5.EXECUTORS AND ADMINISTRATORS; PARTNERSHIP; ACCOUNTING; DlSCONTINUANCE OF ACTION.


When the manager of a defunct partnership who is named defendant in an action for an accounting of
its affairs and against whom judgment is sought for mismanagement or misappropriation of its funds
dies, the action should be discontinued, upon motion to that effect by his personal representative, and
the claim for damages should be presented to the committee on claims in the administration of his
estate. It is error to prosecute such an action to judgment over the objection of the administrator.

APPEAL from a judgment of the Court of First Instance of Manila. Imperial, J.

The facts are stated in the opinion of the court.

F. R. Feria and Romualdez Bros. for appellant.
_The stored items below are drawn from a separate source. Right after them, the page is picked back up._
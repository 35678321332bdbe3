//! The sync engine.

use crate::config::SyncConfig;
use crate::error::EngineResult;
use crate::registry::{TableHandlers, TableRegistry};
use crate::remote::RemoteError;
use ledgersync_outbox::{OperationKind, OutboxOperation, OutboxQueue, QueueStats};
use ledgersync_store::{Clock, StoreBackend};
use std::sync::atomic::{AtomicBool, Ordering};
use std::sync::Arc;
use std::time::{Duration, Instant};
use tracing::{debug, error, info, warn};
use uuid::Uuid;

/// Answers whether the device currently has a usable connection.
///
/// [`crate::NetworkMonitor`] is the production implementation; tests use
/// [`FixedConnectivity`].
pub trait Connectivity: Send + Sync {
    /// Returns true if the network is usable for sync.
    fn is_online(&self) -> bool;
}

/// A connectivity source with a settable answer, for tests and for
/// environments without a platform network callback.
#[derive(Debug, Default)]
pub struct FixedConnectivity {
    online: AtomicBool,
}

impl FixedConnectivity {
    /// Creates a source reporting the given state.
    #[must_use]
    pub fn new(online: bool) -> Self {
        Self {
            online: AtomicBool::new(online),
        }
    }

    /// Changes the reported state.
    pub fn set_online(&self, online: bool) {
        self.online.store(online, Ordering::SeqCst);
    }
}

impl Connectivity for FixedConnectivity {
    fn is_online(&self) -> bool {
        self.online.load(Ordering::SeqCst)
    }
}

/// Control surface the network monitor and background scheduler drive.
pub trait SyncControl: Send + Sync {
    /// Starts a sync run, returning its report.
    fn start_sync(&self) -> SyncReport;

    /// Requests cooperative cancellation of the active run.
    fn stop_sync(&self);

    /// Returns true while a run is active.
    fn is_running(&self) -> bool;
}

/// Outcome of one sync run.
#[derive(Debug, Clone, Default, PartialEq)]
pub struct SyncReport {
    /// Operations applied successfully.
    pub successful: u64,
    /// Operations that failed (retryably or permanently).
    pub failed: u64,
    /// Operations that hit a version conflict.
    pub conflicts: u64,
    /// All operations attempted in this run.
    pub total_processed: u64,
    /// Wall time of the run.
    pub duration: Duration,
    /// Precondition or internal failure, if any. `start_sync` never
    /// returns `Err`; this field is the uniform error channel.
    pub error: Option<String>,
}

impl SyncReport {
    /// Creates a zero-processed report carrying an error message.
    #[must_use]
    pub fn empty(error: impl Into<String>) -> Self {
        Self {
            error: Some(error.into()),
            ..Self::default()
        }
    }
}

/// Engine status exposed to callers.
#[derive(Debug, Clone)]
pub struct EngineStatus {
    /// True while a sync run is active.
    pub is_running: bool,
    /// The engine's configuration.
    pub config: SyncConfig,
}

/// Resets the running flag when a run ends, however it ends.
struct RunGuard<'a> {
    flag: &'a AtomicBool,
}

impl Drop for RunGuard<'_> {
    fn drop(&mut self) {
        self.flag.store(false, Ordering::SeqCst);
    }
}

/// The sync orchestrator.
///
/// Drains the outbox in priority order, batches operations per entity
/// table, invokes the registered remote applier for each operation in
/// creation order, and reflects the outcome onto the outbox and the
/// entity record.
///
/// All collaborators are injected; the engine holds no global state and a
/// test can compose a complete sync pipeline in memory.
pub struct SyncEngine<S: StoreBackend> {
    config: SyncConfig,
    outbox: Arc<OutboxQueue<S>>,
    registry: Arc<TableRegistry>,
    connectivity: Arc<dyn Connectivity>,
    clock: Arc<dyn Clock>,
    running: AtomicBool,
    stop_requested: AtomicBool,
}

impl<S: StoreBackend> SyncEngine<S> {
    /// Creates a new engine.
    ///
    /// The configured retry budget and high-priority threshold are pushed
    /// onto the outbox queue here so both sides agree on them.
    pub fn new(
        config: SyncConfig,
        outbox: Arc<OutboxQueue<S>>,
        registry: Arc<TableRegistry>,
        connectivity: Arc<dyn Connectivity>,
        clock: Arc<dyn Clock>,
    ) -> Self {
        outbox.set_max_retries(config.max_retries);
        outbox.set_high_priority_threshold(config.high_priority_threshold);
        Self {
            config,
            outbox,
            registry,
            connectivity,
            clock,
            running: AtomicBool::new(false),
            stop_requested: AtomicBool::new(false),
        }
    }

    /// Returns the engine status.
    pub fn status(&self) -> EngineStatus {
        EngineStatus {
            is_running: self.running.load(Ordering::SeqCst),
            config: self.config.clone(),
        }
    }

    /// Returns current outbox counts.
    ///
    /// # Errors
    ///
    /// Returns an error if the store scan fails.
    pub fn queue_stats(&self) -> ledgersync_outbox::OutboxResult<QueueStats> {
        self.outbox.stats()
    }

    /// Runs one sync: reclaim stale work, high-priority pass, general
    /// pass, retention cleanup.
    ///
    /// Never panics and never returns `Err`. Precondition failures
    /// ("already running", "offline") and internal failures come back as
    /// a report with `error` set and zero-or-partial counters.
    pub fn start_sync(&self) -> SyncReport {
        if self
            .running
            .compare_exchange(false, true, Ordering::SeqCst, Ordering::SeqCst)
            .is_err()
        {
            debug!("sync requested while a run is active");
            return SyncReport::empty("sync already running");
        }
        let _guard = RunGuard {
            flag: &self.running,
        };
        self.stop_requested.store(false, Ordering::SeqCst);

        if !self.connectivity.is_online() {
            debug!("sync requested while offline");
            return SyncReport::empty("network offline");
        }

        let start = Instant::now();
        let mut report = SyncReport::default();
        info!("sync run started");

        if let Err(e) = self.run(&mut report) {
            error!(error = %e, "sync run aborted");
            report.error = Some(e.to_string());
        }

        report.duration = start.elapsed();
        info!(
            successful = report.successful,
            failed = report.failed,
            conflicts = report.conflicts,
            total = report.total_processed,
            duration_ms = report.duration.as_millis() as u64,
            "sync run finished"
        );
        report
    }

    /// Requests cancellation. Checked between batches; an in-flight
    /// remote call is allowed to complete so no operation is left
    /// half-applied.
    pub fn stop_sync(&self) {
        self.stop_requested.store(true, Ordering::SeqCst);
    }

    fn run(&self, report: &mut SyncReport) -> EngineResult<()> {
        // Work left in `processing` by an interrupted run is retryable.
        self.outbox
            .reclaim_stale_processing(self.config.stale_processing)?;

        // High-priority pass: one batch, no size cap, strictly before the
        // general loop.
        let urgent = self.outbox.high_priority()?;
        if !urgent.is_empty() {
            debug!(count = urgent.len(), "high-priority pass");
            self.process_batch(&urgent, report)?;
        }

        // General pass: drain until empty, yielding between batches.
        loop {
            if self.stop_requested.load(Ordering::SeqCst) {
                info!("sync cancelled between batches");
                break;
            }
            let batch = self.outbox.pending(self.config.max_batch_size)?;
            if batch.is_empty() {
                break;
            }
            self.process_batch(&batch, report)?;
            self.clock.sleep(self.config.inter_batch_delay);
        }

        self.outbox.cleanup_completed(self.config.retention)?;
        Ok(())
    }

    /// Applies one batch, grouped per table with creation order preserved
    /// within each group.
    fn process_batch(
        &self,
        operations: &[OutboxOperation],
        report: &mut SyncReport,
    ) -> EngineResult<()> {
        let batch_id = Uuid::new_v4().to_string();

        let mut groups: Vec<(&str, Vec<&OutboxOperation>)> = Vec::new();
        for op in operations {
            match groups
                .iter_mut()
                .find(|(table, _)| *table == op.table_name.as_str())
            {
                Some((_, group)) => group.push(op),
                None => groups.push((op.table_name.as_str(), vec![op])),
            }
        }

        for (table, group) in groups {
            let Some(handlers) = self.registry.get(table) else {
                warn!(table, count = group.len(), "no handler registered for table");
                for op in group {
                    self.outbox
                        .mark_failed_permanently(&op.id, "no handler registered for table")?;
                    report.failed += 1;
                    report.total_processed += 1;
                }
                continue;
            };

            for op in group {
                self.outbox.mark_processing(&op.id, Some(&batch_id))?;
                self.apply_one(op, &handlers, report)?;
            }
        }
        Ok(())
    }

    fn apply_one(
        &self,
        op: &OutboxOperation,
        handlers: &TableHandlers,
        report: &mut SyncReport,
    ) -> EngineResult<()> {
        let timeout = self.config.timeout;
        let outcome = match op.kind {
            OperationKind::Create => handlers
                .remote
                .apply_create(&op.data, timeout)
                .map(|ack| ack.server_id),
            OperationKind::Update => handlers
                .remote
                .apply_update(&op.data, timeout)
                .map(|()| None),
            OperationKind::Delete => handlers
                .remote
                .apply_delete(&op.data, timeout)
                .map(|()| None),
        };
        report.total_processed += 1;

        match outcome {
            Ok(server_id) => {
                self.outbox.mark_completed(&op.id)?;
                handlers
                    .sink
                    .mark_synced(&op.record_id, server_id.as_deref())?;
                report.successful += 1;
            }
            Err(err @ RemoteError::Conflict { .. }) if self.config.enable_conflict_resolution => {
                // Conservative policy for financial records: surface the
                // conflict, never overwrite silently, never auto-requeue.
                warn!(
                    operation = %op.id,
                    record = %op.record_id,
                    table = %op.table_name,
                    "remote reported version conflict"
                );
                self.outbox
                    .mark_failed_permanently(&op.id, &err.to_string())?;
                handlers.sink.mark_conflict(&op.record_id)?;
                report.conflicts += 1;
            }
            Err(err) if err.is_retryable() => {
                let message = err.to_string();
                let can_retry = self.outbox.mark_failed(&op.id, &message)?;
                report.failed += 1;
                if can_retry {
                    self.clock.sleep(self.config.retry_delay);
                } else {
                    handlers.sink.mark_error(&op.record_id, &message)?;
                }
            }
            Err(err) => {
                // Permanent: rejection, or a conflict with resolution
                // disabled. One attempt is enough.
                let message = err.to_string();
                self.outbox.mark_failed_permanently(&op.id, &message)?;
                handlers.sink.mark_error(&op.record_id, &message)?;
                report.failed += 1;
            }
        }
        Ok(())
    }
}

impl<S: StoreBackend> SyncControl for SyncEngine<S> {
    fn start_sync(&self) -> SyncReport {
        SyncEngine::start_sync(self)
    }

    fn stop_sync(&self) {
        SyncEngine::stop_sync(self);
    }

    fn is_running(&self) -> bool {
        self.running.load(Ordering::SeqCst)
    }
}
Quintin Llorente and Carlos C. Viana for appellee.


STREET, J.:

By the amended complaint in this action, the present plaintiff, Po YengCheo, alleged sole owner of a
business formerly conducted in the City of Manila under the style of Kwong Cheong Tay, sought to
obtain an accounting from Lim Ka Yam, as managing partner in said business and to recover from him its
properties and assets. The defendant having died during the pendency of the cause in the court below
and the death suggested of record, his administrator, one Lim Yock Tock, was required to appear and
make defense.

In a decision dated July 1, 1921, the Honorable C. A. Imperial, presiding in the court below, found that
the plaintiff was entitled to an accounting from Lim Ka Yam, the original defendant, as manager of the
business already referred to, and he accordingly required Lim Yock Tock, as administrator, to present a
liquidation of said business within a stated time. This order bore no substantial fruit, for the reason that
Lim Yock Tock personally knew nothing about the aforesaid business (which had ceased operation more
than ten years previously) and was apparently unable to find any books or documents that could shed
any real light on its transactions. However, he did submit to the court a paper written by Lim Ka Yam in
life purporting to give, with vague and uncertain details, a history of the formation of the Kwong Cheong
Tay and some account of its disruption and cessation from business in 1910. To this narrative was
appended a statement of assets and liabilities, purporting to show that after the business was
liquidated, it was actually debtor to Lim Ka Yam to the extent of several thousand pesos. Appreciating
the worthlessness of this so-called statement, and all parties apparently realizing that nothing more was
likely to be discovered by further insisting on an accounting, the court proceeded, on December 27,
1921, to render final judgment in favor of the plaintiff.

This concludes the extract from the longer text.